The reviewing officer should examine the original decision and any new evidence/information supplied is examined taking these rules and guidelines into consideration in their entirety. The outcome of this re-examination and review should be clearly documented and clearly communicated in writing to the applicant and the LDC Enterprise Officer setting out in detail why the application has been awarded or refused and noting that all new evidence has been taken into consideration in coming to a final decision. 

(If BTWEA/STEA is refused based on the recommendation of the Case Officer, the review should be taken by another Case Officer or Area Manager in the Division attached to the relevant office.) 

4.14 Mentoring & Monitoring During Period of Payment 

Local DEASP Case Officers will continue to offer access to mentoring and other supports during the first 12 months following the approval of BTWEA. The DEASP Officer will meet with the BTWEA recipient twice during this period (on or around 3 months and 9 months from commencing the new enterprise) to ensure that the business is operating and trading in accordance with the business plan.

Records of these meetings should be logged on the participant’s Employment Support Record (ESR). Where the participant seeks additional training or mentoring (or a decision is made that extra training would be beneficial to the success of the enterprise) this should be arranged and supported through the Enterprise Support Grant or from the Local Development Company.  

As part of the review meetings in the initial 12 months of trading an Officer must seek evidence to confirm commencement of and on-going trading; this could include:  

  • Revenue registration & confirmation of Tax Registration No
  • Bank statement showing details of recent transactions/earnings
  • Invoices, purchase orders received/sent recently which are clearly in relation to the running of business
  • Order book or invoices detailing sales or turnover 

4.15 Business deemed not sustainable following 3 or 9 month review 

The Case Officer should issue a recommendation to the Deciding Officer to terminate the BTWEA claim if deemed not sustainable. 

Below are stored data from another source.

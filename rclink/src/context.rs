use std::sync::Arc;

use rdma_shim::{Gid, PortAttr, RawContext, RawPd};

use crate::device::DeviceRef;
use crate::ControlpathError;

/// An opened device.
///
/// Every resource created from a context keeps an `Arc` to it, so the
/// context is closed only after all of them are gone.
#[derive(Debug)]
pub struct Context {
    inner: RawContext,
    dev: DeviceRef,
}

pub type ContextRef = Arc<Context>;

impl Context {
    pub fn new(dev: &DeviceRef) -> Result<Arc<Self>, ControlpathError> {
        let inner = dev.raw().open().map_err(|err| {
            crate::log::error!("failed to open device {}", dev.name());
            ControlpathError::ContextError("open device", err)
        })?;
        Ok(Arc::new(Self {
            inner,
            dev: dev.clone(),
        }))
    }

    #[inline]
    pub fn get_dev_ref(&self) -> &DeviceRef {
        &self.dev
    }

    pub fn get_port_attr(&self, port_num: u8) -> Result<PortAttr, ControlpathError> {
        self.inner
            .query_port(port_num)
            .map_err(|err| ControlpathError::QueryError("port attr", err))
    }

    pub fn query_gid(&self, port_num: u8, gid_index: u8) -> Result<Gid, ControlpathError> {
        self.inner
            .query_gid(port_num, gid_index)
            .map_err(|err| ControlpathError::QueryError("gid", err))
    }

    pub(crate) fn raw(&self) -> &RawContext {
        &self.inner
    }
}

/// Protection domain. MRs and QPs created from the same PD may work together.
#[derive(Debug)]
pub struct ProtectionDomain {
    inner: RawPd,
    ctx: Arc<Context>,
}

impl ProtectionDomain {
    pub fn new(ctx: &Arc<Context>) -> Result<Arc<Self>, ControlpathError> {
        let inner =
            RawPd::alloc(ctx.raw()).map_err(|err| ControlpathError::CreationError("PD", err))?;
        Ok(Arc::new(Self {
            inner,
            ctx: ctx.clone(),
        }))
    }

    #[inline]
    pub fn ctx(&self) -> &Arc<Context> {
        &self.ctx
    }

    pub(crate) fn raw(&self) -> &RawPd {
        &self.inner
    }
}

The following options can be considered: 

  • Terminate BTWEA and revert to Jobseekers Allowance/Jobseekers Benefit payment or original qualifying payment.
  • Access to Jobseekers Allowance with means assessed.
  • Consider other supports that may be appropriate.
 

4.16 Part-time employment or education 

Participants are not allowed to enter into paid employment as an employee, either in a full-time or part-time capacity while in receipt of BTWEA/STEA. It is considered appropriate that if someone is approved for the BTWEA/STEA, s/he should be fully dedicated to the business and, therefore, not engaged in other employments. 

Accordingly, participants cannot pursue part-time or temporary employment while participating on the Scheme. This will ensure that clients are devoting 100% of their time to the business venture to maximise the chances of success. 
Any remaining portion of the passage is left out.